Ferdinand I, King of Romania, died on 20 July 1927 and was succeeded by his five-year-old grandson Michael I. Michael had served as Crown Prince since his father, Carol, was pressured to renounce his rights to the throne in 1925 as a result of his controversial relationship with Magda Lupescu. A regency council was formed to function on Michael's behalf and included his uncle Prince Nicholas, Orthodox patriarch Miron Cristea, and Chief Justice Gheorghe Buzdugan as regents.

When Buzdugan died on 7 October 1929, Parliament met two days later to elect a new regent to replace him. They elected Sărățeanu at the suggestion of Prime Minister Luliu Maniu. His election was opposed by the Parliament's opposition parties. Ion G. Duca of the National Liberal Party stated that "Maniu's attempt to lower the Regency to the level of party and family combinations remains and constitutes a serious damage to an institution which, by its nature, must be a supreme arbiter outside and above all political parties." Sărățeanu himself had personal ties to the incumbent National Peasant's Party (PNŢ). His brother-in-law was PNŢ Vice-president Mihai Popovici, who closely collaborated with Maniu. A large reasoning behind why Maniu supported Sărățeanu was because he did not oppose Prince Carol becoming King, which Maniu would work to help bring about. In 1936, he stated that Sărățeanu had promised Maniu that "if the Romanian nation wanted [Prince Carol], he would not oppose it." Additionally, Maniu appreciated Sărățeanu's professionalism. As said by contemporary politician Nicolae Iorga, he was an "illustrious unknown" who had the "advantage" of being a relative of Popovici.

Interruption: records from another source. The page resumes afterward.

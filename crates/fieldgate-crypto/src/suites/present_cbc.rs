//! PRESENT-CBC suite with a truncated SHA-256 tag.
//!
//! Tag = SHA-256 over the raw ciphertext, truncated to 16 bytes, compared
//! in constant time. No JSON-recovery fallback for this suite.

use sha2::{Digest, Sha256};
use subtle::ConstantTimeEq;
use tracing::debug;

use super::PresentCbcInput;
use crate::error::CryptoError;
use crate::hexfield;
use crate::padding::strip_pkcs7;
use crate::present::Present;

const BLOCK: usize = 8;

pub(super) fn decrypt(
    input: &PresentCbcInput,
    secret: &[u8; 32],
) -> Result<serde_json::Value, CryptoError> {
    let ciphertext = hexfield::decode_blocks("ciphertext", &input.ciphertext, BLOCK)?;
    let tag = hexfield::decode_exact("tag", &input.tag, 16)?;
    let iv = hexfield::decode_exact("iv", &input.iv, BLOCK)?;

    debug!(
        ciphertext_len = ciphertext.len(),
        key_preview = %hexfield::preview(secret),
        "verifying present-cbc tag"
    );

    let computed = Sha256::digest(&ciphertext);
    if computed[..16].ct_eq(&tag).unwrap_u8() != 1 {
        return Err(CryptoError::TagMismatch);
    }

    let mut key = [0u8; 16];
    key.copy_from_slice(&secret[..16]);
    let cipher = Present::new(&key);

    let mut decrypted = Vec::with_capacity(ciphertext.len());
    let mut prev = [0u8; 8];
    prev.copy_from_slice(&iv);
    for chunk in ciphertext.chunks_exact(BLOCK) {
        let mut ct_block = [0u8; 8];
        ct_block.copy_from_slice(chunk);
        let mut block = ct_block;
        cipher.decrypt_block(&mut block);
        for (b, p) in block.iter_mut().zip(prev.iter()) {
            *b ^= p;
        }
        decrypted.extend_from_slice(&block);
        prev = ct_block;
    }

    let plaintext = strip_pkcs7(&decrypted, BLOCK)?;

    match serde_json::from_slice::<serde_json::Value>(plaintext) {
        Ok(value) if value.is_object() => Ok(value),
        Ok(_) => Err(CryptoError::JsonParse {
            message: "decrypted payload is not a JSON object".into(),
            plaintext_hex: hex::encode(plaintext),
        }),
        Err(err) => Err(CryptoError::JsonParse {
            message: err.to_string(),
            plaintext_hex: hex::encode(plaintext),
        }),
    }
}

/// Encrypt-side counterpart for round-trip tests.
///
/// Returns `(ciphertext_hex, tag_hex)` for the given IV.
#[cfg(any(test, feature = "test-utils"))]
pub fn encrypt_present_cbc(plaintext: &[u8], secret: &[u8; 32], iv: &[u8; 8]) -> (String, String) {
    use crate::padding::pad_pkcs7;

    let mut key = [0u8; 16];
    key.copy_from_slice(&secret[..16]);
    let cipher = Present::new(&key);

    let padded = pad_pkcs7(plaintext, BLOCK);
    let mut ciphertext = Vec::with_capacity(padded.len());
    let mut prev = *iv;
    for chunk in padded.chunks_exact(BLOCK) {
        let mut block = [0u8; 8];
        block.copy_from_slice(chunk);
        for (b, p) in block.iter_mut().zip(prev.iter()) {
            *b ^= p;
        }
        cipher.encrypt_block(&mut block);
        ciphertext.extend_from_slice(&block);
        prev = block;
    }

    let tag = Sha256::digest(&ciphertext);
    (hex::encode(ciphertext), hex::encode(&tag[..16]))
}
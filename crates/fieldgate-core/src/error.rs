//! Error types for the `Fieldgate` core library.

use thiserror::Error;

/// Result type alias using `Fieldgate` core Error.
pub type Result<T> = std::result::Result<T, Error>;

/// Core error types for device and CRL bookkeeping.
#[derive(Debug, Error)]
pub enum Error {
    /// Device lookup failed
    #[error("Device not found: {0}")]
    DeviceNotFound(String),

    /// A device with this identifier is already registered
    #[error("Device already registered: {0}")]
    DeviceExists(String),

    /// The certificate serial is already on the issuer's revocation list
    #[error("Serial {serial} already revoked by issuer {issuer}")]
    AlreadyRevoked { issuer: String, serial: String },

    /// Configuration error
    #[error("Configuration error: {0}")]
    Config(String),

    /// JSON serialization/deserialization error
    #[error("JSON error: {0}")]
    Json(#[from] serde_json::Error),

    /// I/O error
    #[error("I/O error: {0}")]
    Io(#[from] std::io::Error),
}
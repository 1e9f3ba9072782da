//! Device onboarding: certificate verification against the trusted CA,
//! public-key/certificate binding, and P-256 ECDH key agreement.
//!
//! Only certificate *verification* lives here; issuing and signing are the
//! external CA service's job. Each verification step fails with its own
//! [`HandshakeError`] variant so the caller can emit distinct status
//! updates.

use p256::ecdh::EphemeralSecret;
use p256::elliptic_curve::sec1::{FromEncodedPoint, ToEncodedPoint};
use p256::{EncodedPoint, FieldBytes, PublicKey};
use rand::rngs::OsRng;
use tracing::debug;
use x509_parser::prelude::*;
use zeroize::Zeroizing;

use crate::error::HandshakeError;

/// Expected length of the raw certificate blob, in hex characters.
pub const CERT_HEX_LEN: usize = 1040;
/// Expected decoded certificate length in bytes.
pub const CERT_DER_LEN: usize = CERT_HEX_LEN / 2;

/// SPKI DER prefix for an uncompressed point on prime256v1.
const SPKI_PREFIX: [u8; 26] = [
    0x30, 0x59, 0x30, 0x13, 0x06, 0x07, 0x2a, 0x86, 0x48, 0xce, 0x3d, 0x02, 0x01, 0x06, 0x08,
    0x2a, 0x86, 0x48, 0xce, 0x3d, 0x03, 0x01, 0x07, 0x03, 0x42, 0x00,
];

/// Identity summary of a successfully verified certificate.
#[derive(Debug, Clone)]
pub struct CertificateSummary {
    pub subject: String,
    pub issuer: String,
    /// Serial number, hex.
    pub serial: String,
    /// Validity bounds as unix timestamps.
    pub not_before: i64,
    pub not_after: i64,
}

/// Result of a key agreement: the derived secret plus the local public key
/// coordinates to send back to the device.
pub struct KeyAgreement {
    /// 32-byte ECDH shared secret, zeroized on drop.
    pub shared_secret: Zeroizing<[u8; 32]>,
    pub server_public_x: String,
    pub server_public_y: String,
}

/// The trusted CA certificate, held as owned DER.
pub struct TrustedCa {
    der: Vec<u8>,
    subject: String,
}

impl TrustedCa {
    /// Build from a DER-encoded CA certificate.
    pub fn from_der(der: Vec<u8>) -> Result<Self, HandshakeError> {
        let subject = parse_certificate(&der)?.subject().to_string();
        Ok(Self { der, subject })
    }

    /// The CA's subject DN, the issuer every device certificate must name.
    #[must_use]
    pub fn subject(&self) -> &str {
        &self.subject
    }

    /// Build from a PEM-encoded CA certificate.
    pub fn from_pem(pem: &[u8]) -> Result<Self, HandshakeError> {
        let (_, parsed) = x509_parser::pem::parse_x509_pem(pem)
            .map_err(|e| HandshakeError::CertificateMalformed(e.to_string()))?;
        Self::from_der(parsed.contents)
    }

    /// Verify a raw hex certificate blob end to end.
    ///
    /// Strips non-hex characters, enforces the fixed 520-byte decoded
    /// length, then runs the DER-level checks of [`Self::verify_der`].
    /// Returns the identity summary and the decoded DER for downstream
    /// key binding.
    pub fn verify_certificate_hex(
        &self,
        certificate: &str,
    ) -> Result<(CertificateSummary, Vec<u8>), HandshakeError> {
        let clean: String = certificate
            .chars()
            .filter(char::is_ascii_hexdigit)
            .collect();
        if clean.is_empty() {
            return Err(HandshakeError::CertificateNotHex);
        }
        if clean.len() != CERT_HEX_LEN {
            return Err(HandshakeError::CertificateLength {
                expected: CERT_HEX_LEN,
                actual: clean.len(),
            });
        }
        let der = hex::decode(&clean).map_err(|_| HandshakeError::CertificateNotHex)?;
        debug_assert_eq!(der.len(), CERT_DER_LEN);

        let summary = self.verify_der(&der)?;
        Ok((summary, der))
    }

    /// DER-level verification: issuer must equal the CA subject, the
    /// validity window must cover now, and the signature must verify
    /// against the CA public key.
    pub fn verify_der(&self, der: &[u8]) -> Result<CertificateSummary, HandshakeError> {
        let cert = parse_certificate(der)?;
        let ca = parse_certificate(&self.der)?;

        if cert.tbs_certificate.issuer.as_raw() != ca.tbs_certificate.subject.as_raw() {
            return Err(HandshakeError::IssuerMismatch);
        }
        if !cert.validity().is_valid() {
            return Err(HandshakeError::NotCurrentlyValid);
        }
        cert.verify_signature(Some(ca.public_key()))
            .map_err(|_| HandshakeError::SignatureInvalid)?;

        let summary = CertificateSummary {
            subject: cert.subject().to_string(),
            issuer: cert.issuer().to_string(),
            serial: hex::encode(cert.raw_serial()),
            not_before: cert.validity().not_before.timestamp(),
            not_after: cert.validity().not_after.timestamp(),
        };
        debug!(subject = %summary.subject, issuer = %summary.issuer, "certificate verified");
        Ok(summary)
    }
}

/// Check that the claimed (x, y) public key equals the certificate's
/// embedded key, byte for byte at the SPKI level. Binds the session key to
/// the certificate's identity.
pub fn bind_public_key(
    cert_der: &[u8],
    public_key_x: &str,
    public_key_y: &str,
) -> Result<(), HandshakeError> {
    let (x, y) = decode_coordinates(public_key_x, public_key_y)?;

    let mut spki = Vec::with_capacity(SPKI_PREFIX.len() + 65);
    spki.extend_from_slice(&SPKI_PREFIX);
    spki.push(0x04);
    spki.extend_from_slice(&x);
    spki.extend_from_slice(&y);

    let cert = parse_certificate(cert_der)?;
    if cert.public_key().raw != spki.as_slice() {
        return Err(HandshakeError::KeyMismatch);
    }
    Ok(())
}

/// Perform ECDH against the device public key given as (x, y) coordinates.
///
/// Generates an ephemeral local keypair on prime256v1 and derives the
/// 32-byte shared secret. Persistence and transport publish are the
/// caller's responsibility.
pub fn agree_key(public_key_x: &str, public_key_y: &str) -> Result<KeyAgreement, HandshakeError> {
    let (x, y) = decode_coordinates(public_key_x, public_key_y)?;
    let point = EncodedPoint::from_affine_coordinates(
        FieldBytes::from_slice(&x),
        FieldBytes::from_slice(&y),
        false,
    );
    let device_public: PublicKey = Option::from(PublicKey::from_encoded_point(&point))
        .ok_or_else(|| HandshakeError::InvalidPublicKey("point is not on the curve".into()))?;

    let local_secret = EphemeralSecret::random(&mut OsRng);
    let local_public = local_secret.public_key().to_encoded_point(false);

    let shared = local_secret.diffie_hellman(&device_public);
    let mut secret = Zeroizing::new([0u8; 32]);
    secret.copy_from_slice(shared.raw_secret_bytes());

    let server_public_x = local_public
        .x()
        .map(hex::encode)
        .ok_or_else(|| HandshakeError::KeyAgreementFailed("missing x coordinate".into()))?;
    let server_public_y = local_public
        .y()
        .map(hex::encode)
        .ok_or_else(|| HandshakeError::KeyAgreementFailed("missing y coordinate".into()))?;

    Ok(KeyAgreement {
        shared_secret: secret,
        server_public_x,
        server_public_y,
    })
}

fn decode_coordinates(x_hex: &str, y_hex: &str) -> Result<([u8; 32], [u8; 32]), HandshakeError> {
    let decode_one = |name: &str, value: &str| -> Result<[u8; 32], HandshakeError> {
        if value.len() != 64 || !value.bytes().all(|b| b.is_ascii_hexdigit()) {
            return Err(HandshakeError::InvalidPublicKey(format!(
                "{name} must be 64 hex characters"
            )));
        }
        let bytes = hex::decode(value)
            .map_err(|e| HandshakeError::InvalidPublicKey(e.to_string()))?;
        let mut out = [0u8; 32];
        out.copy_from_slice(&bytes);
        Ok(out)
    };
    Ok((decode_one("X", x_hex)?, decode_one("Y", y_hex)?))
}

fn parse_certificate(der: &[u8]) -> Result<X509Certificate<'_>, HandshakeError> {
    let (rest, cert) = X509Certificate::from_der(der)
        .map_err(|e| HandshakeError::CertificateMalformed(e.to_string()))?;
    if !rest.is_empty() {
        return Err(HandshakeError::CertificateMalformed(
            "trailing bytes after certificate".into(),
        ));
    }
    Ok(cert)
}
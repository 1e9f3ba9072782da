//! PRESENT-style 64-bit block cipher used by the `present-cbc` suite.
//!
//! A 32-round substitution-permutation network keyed by the first 16 bytes
//! of the shared secret. Key schedule: two 64-bit registers rotated left by
//! 61 bits as a pair each round, top nibble substituted through the 4-bit
//! S-box, round counter XORed in at bit offset 15 of the high register.
//! The block transform alternates a fixed 64-bit bit-permutation with a
//! 4-bit S-box layer; decryption applies the inverse layers in reverse.
//!
//! Only the decrypt direction ships; the encrypt direction exists behind
//! `test-utils` as the exact inverse so round-trip vectors stay
//! self-consistent.

const ROUNDS: usize = 32;

const SBOX: [u8; 16] = [
    0xC, 0x5, 0x6, 0xB, 0x9, 0x0, 0xA, 0xD, 0x3, 0xE, 0xF, 0x8, 0x4, 0x7, 0x1, 0x2,
];
const INV_SBOX: [u8; 16] = [
    0x5, 0xE, 0xF, 0x8, 0xC, 0x1, 0x2, 0xD, 0xB, 0x4, 0x6, 0x3, 0x0, 0x7, 0x9, 0xA,
];

/// PRESENT instance with a precomputed round-key schedule.
pub struct Present {
    round_keys: [[u8; 8]; ROUNDS],
}

impl Present {
    /// Build the 32-round key schedule from a 16-byte key.
    pub fn new(key: &[u8; 16]) -> Self {
        let mut k_high = u64::from_be_bytes([
            key[0], key[1], key[2], key[3], key[4], key[5], key[6], key[7],
        ]);
        let mut k_low = u64::from_be_bytes([
            key[8], key[9], key[10], key[11], key[12], key[13], key[14], key[15],
        ]);

        let mut round_keys = [[0u8; 8]; ROUNDS];
        for (i, rk) in round_keys.iter_mut().enumerate() {
            *rk = k_high.to_be_bytes();

            let temp = k_high;
            k_high = (k_high << 61) | (k_low >> 3);
            k_low = (k_low << 61) | (temp >> 3);

            let sbox_input = ((k_high >> 56) & 0x0F) as usize;
            k_high = (k_high & 0x0FFF_FFFF_FFFF_FFFF) | (u64::from(SBOX[sbox_input]) << 56);
            k_high ^= ((i as u64) + 1) << 15;
        }

        Self { round_keys }
    }

    /// Decrypt one 8-byte block in place.
    pub fn decrypt_block(&self, block: &mut [u8; 8]) {
        let mut state = u64::from_le_bytes(*block);
        state ^= u64::from_le_bytes(self.round_keys[ROUNDS - 1]);
        for i in (0..ROUNDS - 1).rev() {
            state = permute(state, 4);
            state = sub_bytes(state, &INV_SBOX);
            state ^= u64::from_le_bytes(self.round_keys[i]);
        }
        *block = state.to_le_bytes();
    }

    /// Encrypt one 8-byte block in place. Exact inverse of [`Self::decrypt_block`].
    #[cfg(any(test, feature = "test-utils"))]
    pub fn encrypt_block(&self, block: &mut [u8; 8]) {
        let mut state = u64::from_le_bytes(*block);
        for i in 0..ROUNDS - 1 {
            state ^= u64::from_le_bytes(self.round_keys[i]);
            state = sub_bytes(state, &SBOX);
            state = permute(state, 16);
        }
        state ^= u64::from_le_bytes(self.round_keys[ROUNDS - 1]);
        *block = state.to_le_bytes();
    }
}

/// Fixed bit-permutation layer: bit `i` moves to `(i * mul) % 63`, bit 63 is
/// fixed. `mul = 16` is the forward layer, `mul = 4` its inverse.
fn permute(state: u64, mul: u64) -> u64 {
    let mut out = 0u64;
    for i in 0..63u64 {
        let bit = (state >> i) & 1;
        out |= bit << ((i * mul) % 63);
    }
    out | (state & (1 << 63))
}

fn sub_bytes(state: u64, sbox: &[u8; 16]) -> u64 {
    let mut bytes = state.to_le_bytes();
    for b in &mut bytes {
        *b = (sbox[(*b >> 4) as usize] << 4) | sbox[(*b & 0x0F) as usize];
    }
    u64::from_le_bytes(bytes)
}

#[cfg(test)]
#[allow(clippy::panic, clippy::expect_used, clippy::unwrap_used)]
mod tests {
    use super::*;

    #[test]
    fn sboxes_are_inverses() {
        for i in 0..16u8 {
            assert_eq!(INV_SBOX[SBOX[i as usize] as usize], i);
        }
    }

    #[test]
    fn permutation_layers_are_inverses() {
        let state = 0xDEAD_BEEF_0123_4567u64;
        assert_eq!(permute(permute(state, 16), 4), state);
        assert_eq!(permute(permute(state, 4), 16), state);
    }

    #[test]
    fn permutation_fixes_bit_63() {
        assert_eq!(permute(1 << 63, 16), 1 << 63);
        assert_eq!(permute(1 << 63, 4), 1 << 63);
    }

    #[test]
    fn encrypt_decrypt_block_roundtrip() {
        let key = [0x42u8; 16];
        let cipher = Present::new(&key);
        let plain = *b"blockdat";
        let mut block = plain;
        cipher.encrypt_block(&mut block);
        assert_ne!(block, plain);
        cipher.decrypt_block(&mut block);
        assert_eq!(block, plain);
    }

    #[test]
    fn different_keys_produce_different_ciphertext() {
        let mut a = *b"sametext";
        let mut b = *b"sametext";
        Present::new(&[0u8; 16]).encrypt_block(&mut a);
        Present::new(&[1u8; 16]).encrypt_block(&mut b);
        assert_ne!(a, b);
    }

    #[test]
    fn key_schedule_rounds_differ() {
        let cipher = Present::new(&[0u8; 16]);
        // Even the all-zero key must diverge once the round counter mixes in.
        assert_ne!(cipher.round_keys[1], cipher.round_keys[2]);
    }
}
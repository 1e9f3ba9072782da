//! In-memory cache of per-device ECDH shared secrets.
//!
//! The persisted device record is authoritative; this cache only saves a
//! store round-trip on the telemetry hot path. Entries are zeroized when
//! dropped or replaced.

use std::collections::HashMap;
use std::sync::Arc;

use tokio::sync::RwLock;
use zeroize::Zeroizing;

pub const SECRET_LEN: usize = 32;

#[derive(Default, Clone)]
pub struct SharedSecretCache {
    secrets: Arc<RwLock<HashMap<String, Zeroizing<[u8; SECRET_LEN]>>>>,
}

impl SharedSecretCache {
    #[must_use]
    pub fn new() -> Self {
        Self::default()
    }

    pub async fn insert(&self, device_id: &str, secret: [u8; SECRET_LEN]) {
        self.secrets
            .write()
            .await
            .insert(device_id.to_string(), Zeroizing::new(secret));
    }

    /// Owned zeroizing copy, or None on a cache miss.
    pub async fn get(&self, device_id: &str) -> Option<Zeroizing<[u8; SECRET_LEN]>> {
        self.secrets.read().await.get(device_id).cloned()
    }

    pub async fn remove(&self, device_id: &str) {
        self.secrets.write().await.remove(device_id);
    }
}

#[cfg(test)]
#[allow(clippy::panic, clippy::expect_used, clippy::unwrap_used)]
mod tests {
    use super::*;

    #[tokio::test]
    async fn miss_then_hit() {
        let cache = SharedSecretCache::new();
        assert!(cache.get("aa:bb").await.is_none());
        cache.insert("aa:bb", [7u8; 32]).await;
        assert_eq!(cache.get("aa:bb").await.unwrap().as_slice(), &[7u8; 32]);
    }

    #[tokio::test]
    async fn insert_replaces_previous_secret() {
        let cache = SharedSecretCache::new();
        cache.insert("aa:bb", [1u8; 32]).await;
        cache.insert("aa:bb", [2u8; 32]).await;
        assert_eq!(cache.get("aa:bb").await.unwrap().as_slice(), &[2u8; 32]);
    }

    #[tokio::test]
    async fn remove_clears_entry() {
        let cache = SharedSecretCache::new();
        cache.insert("aa:bb", [1u8; 32]).await;
        cache.remove("aa:bb").await;
        assert!(cache.get("aa:bb").await.is_none());
    }
}
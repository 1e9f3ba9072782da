//! Configuration for the Fieldgate gateway.
//!
//! Built-in defaults, overridable from a JSON settings file. Timing knobs
//! are expressed in seconds in the file and exposed as `Duration` through
//! accessor methods.

use serde::{Deserialize, Serialize};
use std::path::{Path, PathBuf};
use std::time::Duration;

use crate::error::{Error, Result};

/// Complete gateway configuration.
#[derive(Debug, Clone, Serialize, Deserialize)]
#[serde(default)]
pub struct GatewayConfig {
    /// Topic namespace prefix devices publish under.
    pub namespace: String,
    /// How long to wait for a device confirmation after publishing a
    /// certificate operation (seconds).
    pub confirmation_timeout_secs: u64,
    /// Renewal attempts after the first before giving up.
    pub renew_max_retries: u32,
    /// Delay between renewal attempts (seconds).
    pub renew_retry_delay_secs: u64,
    /// Attempt to repair telemetry JSON whose leading bytes were corrupted
    /// in transit. Off by default.
    pub legacy_json_recovery: bool,
    pub ca: CaServiceConfig,
    pub log_level: String,
}

impl Default for GatewayConfig {
    fn default() -> Self {
        Self {
            namespace: "iot".to_string(),
            confirmation_timeout_secs: 30,
            renew_max_retries: 3,
            renew_retry_delay_secs: 5,
            legacy_json_recovery: false,
            ca: CaServiceConfig::default(),
            log_level: "info".to_string(),
        }
    }
}

/// External CA service invocation.
#[derive(Debug, Clone, Serialize, Deserialize)]
pub struct CaServiceConfig {
    /// Interpreter or binary to run (e.g. `"node"`).
    pub program: String,
    pub issue_script: PathBuf,
    pub verify_script: PathBuf,
    pub revoke_script: PathBuf,
    pub ca_cert_path: PathBuf,
    pub ca_key_path: PathBuf,
    /// Per-invocation timeout (seconds).
    pub timeout_secs: u64,
}

impl Default for CaServiceConfig {
    fn default() -> Self {
        Self {
            program: "node".to_string(),
            issue_script: PathBuf::from("ca/issue.js"),
            verify_script: PathBuf::from("ca/verify.js"),
            revoke_script: PathBuf::from("ca/revoke.js"),
            ca_cert_path: PathBuf::from("ca/ca-cert.pem"),
            ca_key_path: PathBuf::from("ca/ca-key.pem"),
            timeout_secs: 60,
        }
    }
}

impl GatewayConfig {
    /// Load configuration from a JSON file. Missing fields fall back to
    /// the built-in defaults.
    pub fn from_file(path: &Path) -> Result<Self> {
        let content = std::fs::read_to_string(path)
            .map_err(|e| Error::Config(format!("cannot read {}: {e}", path.display())))?;
        let config: Self = serde_json::from_str(&content)
            .map_err(|e| Error::Config(format!("cannot parse {}: {e}", path.display())))?;
        config.validate()?;
        Ok(config)
    }

    pub fn validate(&self) -> Result<()> {
        if self.namespace.is_empty() || self.namespace.contains('/') {
            return Err(Error::Config(
                "namespace must be a single non-empty topic segment".to_string(),
            ));
        }
        if self.confirmation_timeout_secs == 0 {
            return Err(Error::Config(
                "confirmation_timeout_secs must be positive".to_string(),
            ));
        }
        Ok(())
    }

    pub fn confirmation_timeout(&self) -> Duration {
        Duration::from_secs(self.confirmation_timeout_secs)
    }

    pub fn renew_retry_delay(&self) -> Duration {
        Duration::from_secs(self.renew_retry_delay_secs)
    }
}

impl CaServiceConfig {
    pub fn timeout(&self) -> Duration {
        Duration::from_secs(self.timeout_secs)
    }
}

However, Sărățeanu's appointment harmed public reception of the regency, now viewed as subordinate to the incumbent PNŢ led by Maniu. His erased personality and bibliophile manner also did not help the regency council's cohesion and public appearance. Cristea had confessed to Iorga that the "regency does not work because it has no head. [Prince Nicholas] smokes his cigarettes, Sărăţeanu examines the books, I, a priest, can only try to reconcile." Pompiliu Mureşan described the regent Sărățeanu as "a tall and dry old man who barely speaks. It gives the impression that he has long since lost if not its memory, its control over it. He's a man with one foot in the hole. Embarrassing, Luliu Maniu, however, is satisfied. From now on he has a serious foot in the Regency. The mannequin will play as he will pull the strings from behind the scenes. It's just what Luliu Maniu needs."

On 6 June 1930, Prince Carol returned to Romania and staged a coup with the support of Maniu's government, usurping the throne from his son and becoming King Carol II on June 8. Subsequently, the regency council was dissolved. Sărăţeanu resumed his legal career after the regency, up until his death on 23 May 1935.